Kinder auf Wolfssuche lösen Großeinsatz aus

Zwei Mädchen, fünf und sieben Jahre alt, aus Zehdenick im Brandenburger Landkreis Oberhavel haben ihren ursprünglichen Plan, sich auf einem nahe der elterlichen Wohnungen gelegenen Spielplatz zu treffen, nachträglich abgeändert. Wölfe wollten sie suchen gehen, erklärten die Freundinnen, nachdem die Polizei in einem Großeinsatz stundenlang nach den Kindern gesucht hatte. um 12.30 waren sie von zuhause aufgebrochen, um 16.30 wurden sie als vermisst gemeldet, wie die Märkische Allgemeine Zeitung (MAZ) berichtet. Polizeihubschrauber und eine Rettungshundestaffel suchten vergeblich nach den Abenteurerinnen. Eine Frau, die durch die Lautsprecherdurchsagen der Polizei von der Suche nach den Mädchen erfahren hatte, entdeckte die beiden, durchnässt und fröstelnd, aber wohlauf, um Viertel nach sechs auf dem Gelände eines Baumarkts. SE

Beitragsbild: “Informationen” für Kinder zum Thema Wolf auf einer Wolfsveranstaltung in Rietschen.

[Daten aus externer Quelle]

//! Data resolution: turning a query into a page of rows
//!
//! Client mode filters, searches, sorts and slices in memory. Server mode
//! hands the query to a [`DataSource`] and trusts it to do all of that.

use jtable_core::{ColumnDescriptor, DataSource, PageRequest, QueryState, Row};
use std::collections::HashSet;
use std::fmt;
use std::sync::Arc;

use crate::config::TableConfig;
use crate::error::{ResolutionError, StaleResultDiscarded};
use crate::filtering::FilterEvaluator;
use crate::sorting::sort_rows;

/// Where a table's rows come from
pub enum DataBacking {
    /// The full row set, held in memory
    Client(Vec<Row>),
    /// A data source queried page by page
    Server(Arc<dyn DataSource>),
}

impl fmt::Debug for DataBacking {
    fn fmt(&self, f: &mut fmt::Formatter<'_>) -> fmt::Result {
        match self {
            Self::Client(rows) => f.debug_tuple("Client").field(&rows.len()).finish(),
            Self::Server(source) => f.debug_tuple("Server").field(&source.name()).finish(),
        }
    }
}

/// The visible page of a table
///
/// Replaced as a whole on every commit, never mutated in place.
#[derive(Debug, Clone, Default)]
pub struct ResultSet {
    pub rows: Vec<Row>,
    /// Rows matching the query across all pages
    pub total_count: u64,
    /// A resolution is in flight
    pub loading: bool,
    /// Why the latest resolution failed, if it did
    pub error: Option<ResolutionError>,
    /// Query version this result was resolved for
    pub version: u64,
}

impl ResultSet {
    pub fn resolved(page: ResolvedPage, version: u64) -> Self {
        Self {
            rows: page.rows,
            total_count: page.total_count,
            loading: false,
            error: None,
            version,
        }
    }

    /// Same rows, marked as loading
    pub fn to_loading(&self) -> Self {
        Self {
            loading: true,
            ..self.clone()
        }
    }

    /// Same rows, carrying a failure
    pub fn to_failed(&self, error: ResolutionError) -> Self {
        Self {
            loading: false,
            error: Some(error),
            ..self.clone()
        }
    }

    pub fn is_empty(&self) -> bool {
        self.rows.is_empty()
    }
}

/// How a scheduled resolution ended
#[derive(Debug, Clone)]
pub enum ResolutionOutcome {
    /// A new result set was committed
    Committed(Arc<ResultSet>),
    /// Nothing changed so nothing was resolved
    Unchanged(Arc<ResultSet>),
    /// The latest resolution failed; previous rows are kept
    Failed(ResolutionError),
    /// A newer query was issued before this one completed
    Discarded(StaleResultDiscarded),
}

impl ResolutionOutcome {
    pub fn is_committed(&self) -> bool {
        matches!(self, Self::Committed(_))
    }

    pub fn is_discarded(&self) -> bool {
        matches!(self, Self::Discarded(_))
    }

    /// The committed (or unchanged) result, if any
    pub fn result(&self) -> Option<&Arc<ResultSet>> {
        match self {
            Self::Committed(result) | Self::Unchanged(result) => Some(result),
            Self::Failed(_) | Self::Discarded(_) => None,
        }
    }

    pub fn error(&self) -> Option<&ResolutionError> {
        match self {
            Self::Failed(error) => Some(error),
            _ => None,
        }
    }
}

/// Rows of one page plus the page they were resolved for
#[derive(Debug, Clone, PartialEq)]
pub struct ResolvedPage {
    pub rows: Vec<Row>,
    pub total_count: u64,
    /// Page actually shown (after clamping, in client mode)
    pub page: usize,
}

/// Computes pages from queries
pub struct ResolutionEngine {
    columns: Vec<ColumnDescriptor>,
    id_field: String,
    evaluator: FilterEvaluator,
}

impl ResolutionEngine {
    pub fn new(config: &TableConfig) -> Self {
        Self {
            columns: config.columns.clone(),
            id_field: config.id_field.clone(),
            evaluator: FilterEvaluator::from_config(config),
        }
    }

    pub fn evaluator(&self) -> &FilterEvaluator {
        &self.evaluator
    }

    /// Filter, search, sort and slice an in-memory row set
    ///
    /// The page is clamped to the filtered total before slicing. Resolving
    /// the same rows with the same query always yields the same page.
    pub fn resolve_client(&self, rows: &[Row], query: &QueryState) -> ResolvedPage {
        let mut selected = self.evaluator.select(rows, query, &self.columns);

        let sort_column = query
            .sort_field
            .as_deref()
            .filter(|_| query.is_sorted())
            .and_then(|key| self.columns.iter().find(|c| c.key == key));
        if let Some(column) = sort_column {
            sort_rows(&mut selected, column, query.sort_direction);
        }

        let total_count = selected.len() as u64;
        let page = query.page.clamp(1, query.last_page(total_count));
        let offset = (page - 1).saturating_mul(query.page_size);
        let rows = selected
            .into_iter()
            .skip(offset)
            .take(query.page_size)
            .cloned()
            .collect();

        ResolvedPage {
            rows,
            total_count,
            page,
        }
    }

    /// Fetch one page from a data source
    ///
    /// The response is checked for internal consistency but otherwise taken
    /// as-is: the data source owns filtering, sorting and paging.
    #[tracing::instrument(skip(self, source, query), fields(source = source.name(), page = query.page))]
    pub async fn resolve_server(
        &self,
        source: &dyn DataSource,
        query: &QueryState,
    ) -> Result<ResolvedPage, ResolutionError> {
        let request = PageRequest::from(query);
        tracing::debug!(
            page_size = request.page_size,
            sort_field = ?request.sort_field,
            filters = request.filters.len(),
            search = %request.search_text,
            "Fetching page"
        );

        let response = source.fetch_page(request).await.map_err(ResolutionError::fetch)?;

        if response.rows.len() > query.page_size {
            return Err(ResolutionError::InvalidResponse(format!(
                "{} rows returned for a page size of {}",
                response.rows.len(),
                query.page_size
            )));
        }
        if response.total_count < response.rows.len() as u64 {
            return Err(ResolutionError::InvalidResponse(format!(
                "total count {} is less than the {} rows returned",
                response.total_count,
                response.rows.len()
            )));
        }
        let mut seen = HashSet::with_capacity(response.rows.len());
        for key in response.rows.iter().filter_map(|row| row.key(&self.id_field)) {
            if !seen.insert(key.clone()) {
                return Err(ResolutionError::InvalidResponse(format!(
                    "duplicate row identifier {}",
                    key
                )));
            }
        }

        tracing::info!(
            rows = response.rows.len(),
            total_count = response.total_count,
            "Page fetched"
        );

        Ok(ResolvedPage {
            rows: response.rows,
            total_count: response.total_count,
            page: query.page,
        })
    }
}

impl fmt::Debug for ResolutionEngine {
    fn fmt(&self, f: &mut fmt::Formatter<'_>) -> fmt::Result {
        f.debug_struct("ResolutionEngine")
            .field("columns", &self.columns.len())
            .field("id_field", &self.id_field)
            .field("evaluator", &self.evaluator)
            .finish()
    }
}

Foto: SE

2 Gedanken zu „Kinder auf Wolfssuche lösen Großeinsatz aus

  1. Joachim

    “Ich habe gelernt, dass der Mensch mein schlimmster Feind ist”
    Und genau das trifft auf die sich wieder ansiedelnden Wölfe nicht zu. Sie scheuen den Menschen immer häufiger nicht, weil sie keine schlechten Erfahrungen mit ihm gemacht haben.
    Wobei eine schlechte Erfahrung durchaus auf Vergrämung basieren kann und nicht zwangsläufig Abschuss bedeutet.